Salí del trabajo, extrañándome ya de por si mi increíble voluntad y absoluta locura. Subrayando la capacidad exacta que tuve de lanzarme al vacío sin más garantías que los pactos entre caballeros. La empresa cumplió; yo también.

Con la rodilla hinchada por hacerme el delantero exitoso y dejar la rodilla de recuerdo en la cancha de fútbol de open gallo, me subí al avión. No sin antes ponerme a escribir un artículo sobre la Amia. Me había comprometido y me llevé la compu de viaje. La primera noche en Tucumán me la pase haciendo una infografía. Menuda secuencia. Pero buena.
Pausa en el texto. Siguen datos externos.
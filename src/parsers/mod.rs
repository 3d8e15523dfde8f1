// ==============================================================================
// parsers/mod.rs - Input parser modules
// ==============================================================================
// Description: Parsers for predictor output handed to the consensus engine
// Author: Matt Barham
// Created: 2026-10-03
// Modified: 2026-10-03
// Version: 1.0.0
// ==============================================================================

pub mod predictions;

pub use predictions::{PredictionParseError, PredictionParser, ProteinPredictions};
Tafí del Valle, las ruinas de los Quilmes, Cafayate, Bodega Las Nubes, La Quebrada de las Conchas,  Salta capital, La casona del Molino, San Lorenzo, Cachi, Cachi Adentro, Cachi, Cachi, Tilcara, Humauaca, Pumamarca y...

Iruya. Lo pongo aparte, porque solo quién estuvo de noche ahí sabe que se ponen en juego energías fueguinas únicas. Sombras fantasmales que resguardan la tranquilidad, empanadas fritas y vinos baratos que hacen que uno se eleve al nirvana, y se de cuenta que el paraíso es estar ahí suelto y nada más. Miradas contentas, sonrisas tristes y anhelos varados. Sueños demorados pero palpables, y personas especiales que comparten y son. Leyendas de un tiempo que siempre va a ser, como caminar hacia San Isidro, subir al Mirador del Condor o mirar a Asunta retarnos y cuidarnos como si fueramos niños de viaje de egresados. Perdidos pero encontrados. Internados pero curados. Queriendo querer al más acá pero encontrándote con la realidad de un No, y el anhelo demorado de un Sí. Vomitando corazonadas para no alargar más los tiempos de la espera.
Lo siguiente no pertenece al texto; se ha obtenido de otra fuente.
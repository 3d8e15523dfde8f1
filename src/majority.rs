// ==============================================================================
// majority.rs - Simple Majority Consensus
// ==============================================================================
// Description: Unsmoothed per-residue agreement between predictors
// Author: Matt Barham
// Created: 2026-10-01
// Modified: 2026-10-01
// Version: 1.0.0
// ==============================================================================

use serde::Serialize;

use crate::config::{Quorum, ThresholdTable};
use crate::models::{ConsensusTrack, DisorderState, PredictionMatrix, PredictorGroup, ResidueVotes};

/// Raw agreement at one residue
#[derive(Debug, Clone, Copy, PartialEq, Serialize)]
pub struct ResidueAgreement {
    pub votes: ResidueVotes,
    /// v / n, None when every predictor abstained
    pub fraction: Option<f64>,
    pub majority: bool,
}

/// Per-residue agreement with no morphology or region filtering applied
#[derive(Debug, Clone, PartialEq, Serialize)]
pub struct MajorityConsensus {
    pub residues: Vec<ResidueAgreement>,
}

impl MajorityConsensus {
    /// Tally every residue against the majority quorum
    pub fn compute(matrix: &PredictionMatrix, quorum: Quorum) -> Self {
        let residues = (0..matrix.len())
            .map(|position| {
                let votes = matrix.tally(position);
                ResidueAgreement {
                    votes,
                    fraction: votes.fraction(),
                    majority: quorum.is_met(votes.disordered, votes.called),
                }
            })
            .collect();

        Self { residues }
    }

    /// Uses the `Majority` group quorum from a threshold table
    pub fn from_table(matrix: &PredictionMatrix, table: &ThresholdTable) -> Self {
        Self::compute(matrix, table.quorum(PredictorGroup::Majority))
    }

    pub fn fractions(&self) -> Vec<Option<f64>> {
        self.residues.iter().map(|r| r.fraction).collect()
    }

    /// Majority calls as a track (unsmoothed)
    pub fn track(&self) -> ConsensusTrack {
        ConsensusTrack::new(
            self.residues
                .iter()
                .map(|r| DisorderState::from(r.majority))
                .collect(),
        )
    }
}

#[cfg(test)]
mod tests {
    use super::*;
    use crate::models::{Predictor, PredictorColumn, Region, ResidueCall};

    fn matrix(rows: &[&[Option<bool>]]) -> PredictionMatrix {
        let length = rows.len();
        let width = rows[0].len();
        let columns = (0..width)
            .map(|c| {
                PredictorColumn::new(
                    Predictor::ALL[c],
                    rows.iter()
                        .map(|row| row[c].map(|d| ResidueCall { disordered: d, score: None }))
                        .collect(),
                )
            })
            .collect();
        PredictionMatrix::new(length, columns).unwrap()
    }

    #[test]
    fn test_fractions_and_majority() {
        let m = matrix(&[
            &[Some(true), Some(true), Some(false), Some(false)],
            &[Some(true), Some(true), Some(true), Some(false)],
            &[Some(false), Some(false), Some(false), Some(true)],
            &[None, None, None, None],
        ]);

        let consensus = MajorityConsensus::from_table(&m, &ThresholdTable::default());

        assert_eq!(consensus.fractions(), vec![Some(0.5), Some(0.75), Some(0.25), None]);
        // 2 of 4 reaches ceil(0.5 * 4) = 2
        assert!(consensus.residues[0].majority);
        assert!(consensus.residues[1].majority);
        assert!(!consensus.residues[2].majority);
        assert!(!consensus.residues[3].majority);
        assert_eq!(consensus.residues[3].votes, ResidueVotes { disordered: 0, called: 0 });
    }

    #[test]
    fn test_majority_track_is_not_smoothed() {
        let d = Some(true);
        let o = Some(false);
        let m = matrix(&[&[d, d], &[o, o], &[d, d], &[o, o], &[d, d]]);

        let track = MajorityConsensus::from_table(&m, &ThresholdTable::default()).track();
        // Isolated single residues survive; no gap bridging, no length filter
        assert_eq!(
            track.regions(),
            vec![Region::new(1, 1), Region::new(3, 3), Region::new(5, 5)]
        );
    }
}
Después me fui al Ingenio de Ledesma, donde conocí el Parque Nacional Calilegua. Llegue hasta el clarooscuro en el medio de la yunga de las termas de Jordán. Caminar por San Salvador, pasar por la cancha de Gimnasia de Jujuy, adentrarme en lo profundo de la selva urbana una vez más.

Eso fue hace un mes. Mes en el cual flote de arriba a abajo, dormí, descansé. Percibí el paso del tiempo. Me embebí a mi mismo en una página en la cual veía bajar el scroll. Tal vez sea hora de empezar a pensar que el tiempo de la magia y la observación ya pasó. Y que los embrujos solos no se activan.

Los años del rencor y la furia pasaron. El descanso se hizo real y el sueño fue compensado. Después de 7 años de no dormir, pude hacerlo. Puede parecer vago e irresponsable, pero la verdad, nunca me consideré el adalid del esfuerzo continuo. Los tiempos que pasan agrandan la sinceridad con uno mismo. Pero también te allanan el terreno para la invasión emocional.

Sentado frente a la computadora sin mover un musculo, rodeado de mugre producto del sedentarismo inmaduro, espero. Espero poder arrancarme del letargo de la tranquilidad necesaria. Descubro ahora que mi estado natural no es el de la contemplación, pero mi cuerpo me pedía a gritos ser plateísta unos días. Merecido o no, esto es como los goles. Se hacen y punto.

Siento que me circula un poco más la sangre por el cuerpo. Como si un oso se despertara del período de hibernación. Tengo dolores propios de un ser humano con dominio mental, y no puedo dejar de escribir. Se que mi etapa autorreferencial la sentía terminada pero claramente aún tenía tela para cortar. Un poco más, un poco menos, a todos los que escribimos nos llega ese malestar. Lo decía Ray Bradbury. Es una adicción. Y si por mucho tiempo no alimentas el monstruo, comienza a mordisquearte los huesos de la razón y del animo.

Puedo verme sentado en la canchita de futbol de Cachi, mirando la final del torneo del valle. O puedo caminar por el costado del arroyo de Tafí. O simplemente, respirar el aire puro del mediodía veraniego quemador del norte en invierno. Donde el sol reina sobre el frío y la noche se venga congelando los dedos de los pies.

Lo que no puedo ver, ni cerca ni lejos, es el fin de esta enfermedad, que es sentarme a tipear, a dibujar en mi mente paisajes irresolutos, e indiscreciones crónicas. No puedo pintar un cielo de negro, porque los colores me invaden desde adentro de mi memoria, a recordarme que en algún punto de lo profundo del universo interior, hay mucha luz y mucha energía almacenada. Lista para explotar y replicar una vez más este caldo existencial que se llama ansiedad.